> Task description:
Below are records that must be duplicated exactly.

Saved entries:
※

//! Turns a [`WheelRecipe`] into a finished solid.

use super::WheelLayer;
use super::layer::layer_solid;
use super::recipe::{ElementSpec, TreadMode, WheelRecipe};
use super::space::WheelSpace;
use super::tread::WheelTread;
use crate::errors::WheelError;
use crate::resolution::Resolution;
use crate::traits::SolidOps;
use crate::voxels::{Mesh, Voxels};
use log::{debug, info};

/// Stages of a build, in order. [`WheelAssembler::stage`] reports the last stage
/// that has completed.
#[derive(Debug, Clone, Copy, PartialEq, Eq, PartialOrd, Ord, Hash)]
pub enum BuildStage {
    Init,
    BuildBoundaryContours,
    BuildLayersAndElements,
    BuildTread,
    Union,
    Done,
}

impl BuildStage {
    pub fn next(self) -> BuildStage {
        match self {
            BuildStage::Init => BuildStage::BuildBoundaryContours,
            BuildStage::BuildBoundaryContours => BuildStage::BuildLayersAndElements,
            BuildStage::BuildLayersAndElements => BuildStage::BuildTread,
            BuildStage::BuildTread => BuildStage::Union,
            BuildStage::Union | BuildStage::Done => BuildStage::Done,
        }
    }
}

/// A built wheel.
#[derive(Debug, Clone)]
pub struct Wheel {
    recipe: WheelRecipe,
    space: WheelSpace,
    layers: Vec<(WheelLayer, ElementSpec)>,
    solid: Voxels,
}

impl Wheel {
    pub fn recipe(&self) -> &WheelRecipe {
        &self.recipe
    }

    pub fn space(&self) -> &WheelSpace {
        &self.space
    }

    pub fn layers(&self) -> &[(WheelLayer, ElementSpec)] {
        &self.layers
    }

    pub fn solid(&self) -> &Voxels {
        &self.solid
    }

    pub fn to_mesh(&self) -> Mesh {
        self.solid.to_mesh()
    }
}

/// Step-by-step build of one recipe.
///
/// Every stage consumes what the previous one produced, so the stages can only run
/// in order; a failed stage leaves the assembler where it was.
#[derive(Debug, Clone)]
pub struct WheelAssembler {
    recipe: WheelRecipe,
    res: Resolution,
    stage: BuildStage,
    space: Option<WheelSpace>,
    layers: Vec<(WheelLayer, ElementSpec)>,
    parts: Vec<Voxels>,
    solid: Option<Voxels>,
}

impl WheelAssembler {
    pub fn new(recipe: WheelRecipe, res: Resolution) -> Self {
        Self {
            recipe,
            res,
            stage: BuildStage::Init,
            space: None,
            layers: Vec::new(),
            parts: Vec::new(),
            solid: None,
        }
    }

    pub fn stage(&self) -> BuildStage {
        self.stage
    }

    pub fn recipe(&self) -> &WheelRecipe {
        &self.recipe
    }

    /// The wheel space, once the boundary contours are built.
    pub fn space(&self) -> Option<&WheelSpace> {
        self.space.as_ref()
    }

    /// Runs the next stage and returns the stage now completed.
    pub fn advance(&mut self) -> Result<BuildStage, WheelError> {
        let next = self.stage.next();
        match next {
            BuildStage::BuildBoundaryContours => self.build_boundary_contours()?,
            BuildStage::BuildLayersAndElements => self.build_layers()?,
            BuildStage::BuildTread => self.build_tread()?,
            BuildStage::Union => self.union(),
            BuildStage::Init | BuildStage::Done => {},
        }
        if next != self.stage {
            debug!("wheel build: {:?} -> {:?}", self.stage, next);
        }
        self.stage = next;
        Ok(next)
    }

    /// Runs every remaining stage.
    pub fn finish(mut self) -> Result<Wheel, WheelError> {
        while self.stage != BuildStage::Done {
            self.advance()?;
        }
        match (self.space, self.solid) {
            (Some(space), Some(solid)) => Ok(Wheel {
                recipe: self.recipe,
                space,
                layers: self.layers,
                solid,
            }),
            _ => Err(WheelError::InvalidParameters(
                "wheel build finished without a solid".into(),
            )),
        }
    }

    fn built_space(&self) -> Result<&WheelSpace, WheelError> {
        self.space.as_ref().ok_or_else(|| {
            WheelError::InvalidParameters("boundary contours have not been built".into())
        })
    }

    fn build_boundary_contours(&mut self) -> Result<(), WheelError> {
        self.recipe.validate()?;
        self.space = Some(WheelSpace::from_profile(
            self.recipe.params,
            &self.recipe.contour,
            &self.recipe.contour_settings,
        )?);
        Ok(())
    }

    fn build_layers(&mut self) -> Result<(), WheelError> {
        let space = self.built_space()?;
        let params = self.recipe.params;
        let mut layers = Vec::with_capacity(self.recipe.layers.len());
        let mut parts = Vec::with_capacity(self.recipe.layers.len());
        for spec in &self.recipe.layers {
            let layer = spec.layer(params)?;
            let part = match spec.element.build(layer)? {
                Some(elements) => elements.construct(space, &self.res),
                None => layer_solid(space, &layer, &self.res),
            };
            debug!(
                "layer [{}, {}] {:?}: {} voxels",
                layer.start(),
                layer.end(),
                spec.element,
                part.len()
            );
            layers.push((layer, spec.element));
            parts.push(part);
        }
        self.layers = layers;
        self.parts = parts;
        Ok(())
    }

    fn build_tread(&mut self) -> Result<(), WheelError> {
        let space = self.built_space()?;
        let tread = WheelTread::new(space.spines().outer_radius.clone(), self.recipe.tread.pattern);
        let solid = match self.recipe.tread.mode {
            TreadMode::Profile => tread.exposed_profile(&self.res),
            TreadMode::SolidLayer {
                outward_thickness,
                inward_thickness,
            } => tread.solid_layer(outward_thickness, inward_thickness, &self.res)?,
        };
        self.parts.push(solid);
        Ok(())
    }

    fn union(&mut self) {
        let parts = std::mem::take(&mut self.parts);
        let solid = Voxels::new(self.res.voxel_size).union_all(parts);
        info!(
            "wheel built: {} voxels, {:.0} mm³",
            solid.len(),
            solid.volume()
        );
        self.solid = Some(solid);
    }
}

/// Builds `recipe` in one go.
pub fn assemble(recipe: &WheelRecipe, res: &Resolution) -> Result<Wheel, WheelError> {
    WheelAssembler::new(recipe.clone(), *res).finish()
}

#[cfg(test)]
mod tests {
    use super::*;
    use crate::wheel::recipe::{LayerSpec, TreadSpec};
    use crate::wheel::tread::TreadPatternKind;
    use crate::wheel::{ContourProfile, ContourSettings, WheelParams};

    fn small_recipe() -> WheelRecipe {
        WheelRecipe {
            params: WheelParams::new(20.0, 50.0, 30.0).unwrap(),
            contour: ContourProfile::default(),
            contour_settings: ContourSettings::default(),
            layers: vec![LayerSpec::solid(0.0, 0.3), LayerSpec::solid(0.3, 1.0)],
            tread: TreadSpec {
                pattern: TreadPatternKind::Studs,
                mode: TreadMode::Profile,
            },
        }
    }

    #[test]
    fn stages_run_in_order() {
        let mut assembler = WheelAssembler::new(small_recipe(), Resolution::preview());
        assert_eq!(assembler.stage(), BuildStage::Init);
        let mut seen = vec![];
        while assembler.stage() != BuildStage::Done {
            seen.push(assembler.advance().unwrap());
        }
        assert_eq!(
            seen,
            [
                BuildStage::BuildBoundaryContours,
                BuildStage::BuildLayersAndElements,
                BuildStage::BuildTread,
                BuildStage::Union,
                BuildStage::Done,
            ]
        );
        assert_eq!(assembler.advance().unwrap(), BuildStage::Done);
        let wheel = assembler.finish().unwrap();
        assert_eq!(wheel.layers().len(), 2);
        assert!(!wheel.solid().is_empty());
    }

    #[test]
    fn invalid_recipe_stops_at_init() {
        let mut recipe = small_recipe();
        recipe.layers.push(LayerSpec::solid(0.9, 0.8));
        let mut assembler = WheelAssembler::new(recipe, Resolution::preview());
        assert!(matches!(
            assembler.advance(),
            Err(WheelError::InvalidLayerBounds { .. })
        ));
        assert_eq!(assembler.stage(), BuildStage::Init);
    }
}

※

> Your response:
//! Turns a [`WheelRecipe`] into a finished solid.

use super::WheelLayer;
use super::layer::layer_solid;
use super::recipe::{ElementSpec, TreadMode, WheelRecipe};
use super::space::WheelSpace;
use super::tread::WheelTread;
use crate::errors::WheelError;
use crate::resolution::Resolution;
use crate::traits::SolidOps;
use crate::voxels::{Mesh, Voxels};
use log::{debug, info};

/// Stages of a build, in order. [`WheelAssembler::stage`] reports the last stage
/// that has completed.
#[derive(Debug, Clone, Copy, PartialEq, Eq, PartialOrd, Ord, Hash)]
pub enum BuildStage {
    Init,
    BuildBoundaryContours,
    BuildLayersAndElements,
    BuildTread,
    Union,
    Done,
}

impl BuildStage {
    pub fn next(self) -> BuildStage {
        match self {
            BuildStage::Init => BuildStage::BuildBoundaryContours,
            BuildStage::BuildBoundaryContours => BuildStage::BuildLayersAndElements,
            BuildStage::BuildLayersAndElements => BuildStage::BuildTread,
            BuildStage::BuildTread => BuildStage::Union,
            BuildStage::Union | BuildStage::Done => BuildStage::Done,
        }
    }
}

/// A built wheel.
#[derive(Debug, Clone)]
pub struct Wheel {
    recipe: WheelRecipe,
    space: WheelSpace,
    layers: Vec<(WheelLayer, ElementSpec)>,
    solid: Voxels,
}

impl Wheel {
    pub fn recipe(&self) -> &WheelRecipe {
        &self.recipe
    }

    pub fn space(&self) -> &WheelSpace {
        &self.space
    }

    pub fn layers(&self) -> &[(WheelLayer, ElementSpec)] {
        &self.layers
    }

    pub fn solid(&self) -> &Voxels {
        &self.solid
    }

    pub fn to_mesh(&self) -> Mesh {
        self.solid.to_mesh()
    }
}

/// Step-by-step build of one recipe.
///
/// Every stage consumes what the previous one produced, so the stages can only run
/// in order; a failed stage leaves the assembler where it was.
#[derive(Debug, Clone)]
pub struct WheelAssembler {
    recipe: WheelRecipe,
    res: Resolution,
    stage: BuildStage,
    space: Option<WheelSpace>,
    layers: Vec<(WheelLayer, ElementSpec)>,
    parts: Vec<Voxels>,
    solid: Option<Voxels>,
}

impl WheelAssembler {
    pub fn new(recipe: WheelRecipe, res: Resolution) -> Self {
        Self {
            recipe,
            res,
            stage: BuildStage::Init,
            space: None,
            layers: Vec::new(),
            parts: Vec::new(),
            solid: None,
        }
    }

    pub fn stage(&self) -> BuildStage {
        self.stage
    }

    pub fn recipe(&self) -> &WheelRecipe {
        &self.recipe
    }

    /// The wheel space, once the boundary contours are built.
    pub fn space(&self) -> Option<&WheelSpace> {
        self.space.as_ref()
    }

    /// Runs the next stage and returns the stage now completed.
    pub fn advance(&mut self) -> Result<BuildStage, WheelError> {
        let next = self.stage.next();
        match next {
            BuildStage::BuildBoundaryContours => self.build_boundary_contours()?,
            BuildStage::BuildLayersAndElements => self.build_layers()?,
            BuildStage::BuildTread => self.build_tread()?,
            BuildStage::Union => self.union(),
            BuildStage::Init | BuildStage::Done => {},
        }
        if next != self.stage {
            debug!("wheel build: {:?} -> {:?}", self.stage, next);
        }
        self.stage = next;
        Ok(next)
    }

    /// Runs every remaining stage.
    pub fn finish(mut self) -> Result<Wheel, WheelError> {
        while self.stage != BuildStage::Done {
            self.advance()?;
        }
        match (self.space, self.solid) {
            (Some(space), Some(solid)) => Ok(Wheel {
                recipe: self.recipe,
                space,
                layers: self.layers,
                solid,
            }),
            _ => Err(WheelError::InvalidParameters(
                "wheel build finished without a solid".into(),
            )),
        }
    }

    fn built_space(&self) -> Result<&WheelSpace, WheelError> {
        self.space.as_ref().ok_or_else(|| {
            WheelError::InvalidParameters("boundary contours have not been built".into())
        })
    }

    fn build_boundary_contours(&mut self) -> Result<(), WheelError> {
        self.recipe.validate()?;
        self.space = Some(WheelSpace::from_profile(
            self.recipe.params,
            &self.recipe.contour,
            &self.recipe.contour_settings,
        )?);
        Ok(())
    }

    fn build_layers(&mut self) -> Result<(), WheelError> {
        let space = self.built_space()?;
        let params = self.recipe.params;
        let mut layers = Vec::with_capacity(self.recipe.layers.len());
        let mut parts = Vec::with_capacity(self.recipe.layers.len());
        for spec in &self.recipe.layers {
            let layer = spec.layer(params)?;
            let part = match spec.element.build(layer)? {
                Some(elements) => elements.construct(space, &self.res),
                None => layer_solid(space, &layer, &self.res),
            };
            debug!(
                "layer [{}, {}] {:?}: {} voxels",
                layer.start(),
                layer.end(),
                spec.element,
                part.len()
            );
            layers.push((layer, spec.element));
            parts.push(part);
        }
        self.layers = layers;
        self.parts = parts;
        Ok(())
    }

    fn build_tread(&mut self) -> Result<(), WheelError> {
        let space = self.built_space()?;
        let tread = WheelTread::new(space.spines().outer_radius.clone(), self.recipe.tread.pattern);
        let solid = match self.recipe.tread.mode {
            TreadMode::Profile => tread.exposed_profile(&self.res),
            TreadMode::SolidLayer {
                outward_thickness,
                inward_thickness,
            } => tread.solid_layer(outward_thickness, inward_thickness, &self.res)?,
        };
        self.parts.push(solid);
        Ok(())
    }

    fn union(&mut self) {
        let parts = std::mem::take(&mut self.parts);
        let solid = Voxels::new(self.res.voxel_size).union_all(parts);
        info!(
            "wheel built: {} voxels, {:.0} mm³",
            solid.len(),
            solid.volume()
        );
        self.solid = Some(solid);
    }
}

/// Builds `recipe` in one go.
pub fn assemble(recipe: &WheelRecipe, res: &Resolution) -> Result<Wheel, WheelError> {
    WheelAssembler::new(recipe.clone(), *res).finish()
}

#[cfg(test)]
mod tests {
    use super::*;
    use crate::wheel::recipe::{LayerSpec, TreadSpec};
    use crate::wheel::tread::TreadPatternKind;
    use crate::wheel::{ContourProfile, ContourSettings, WheelParams};

    fn small_recipe() -> WheelRecipe {
        WheelRecipe {
            params: WheelParams::new(20.0, 50.0, 30.0).unwrap(),
            contour: ContourProfile::default(),
            contour_settings: ContourSettings::default(),
            layers: vec![LayerSpec::solid(0.0, 0.3), LayerSpec::solid(0.3, 1.0)],
            tread: TreadSpec {
                pattern: TreadPatternKind::Studs,
                mode: TreadMode::Profile,
            },
        }
    }

    #[test]
    fn stages_run_in_order() {
        let mut assembler = WheelAssembler::new(small_recipe(), Resolution::preview());
        assert_eq!(assembler.stage(), BuildStage::Init);
        let mut seen = vec![];
        while assembler.stage() != BuildStage::Done {
            seen.push(assembler.advance().unwrap());
        }
        assert_eq!(
            seen,
            [
                BuildStage::BuildBoundaryContours,
                BuildStage::BuildLayersAndElements,
                BuildStage::BuildTread,
                BuildStage::Union,
                BuildStage::Done,
            ]
        );
        assert_eq!(assembler.advance().unwrap(), BuildStage::Done);
        let wheel = assembler.finish().unwrap();
        assert_eq!(wheel.layers().len(), 2);
        assert!(!wheel.solid().is_empty());
    }

    #[test]
    fn invalid_recipe_stops_at_init() {
        let mut recipe = small_recipe();
        recipe.layers.push(LayerSpec::solid(0.9, 0.8));
        let mut assembler = WheelAssembler::new(recipe, Resolution::preview());
        assert!(matches!(
            assembler.advance(),
            Err(WheelError::InvalidLayerBounds { .. })
        ));
        assert_eq!(assembler.stage(), BuildStage::Init);
    }
}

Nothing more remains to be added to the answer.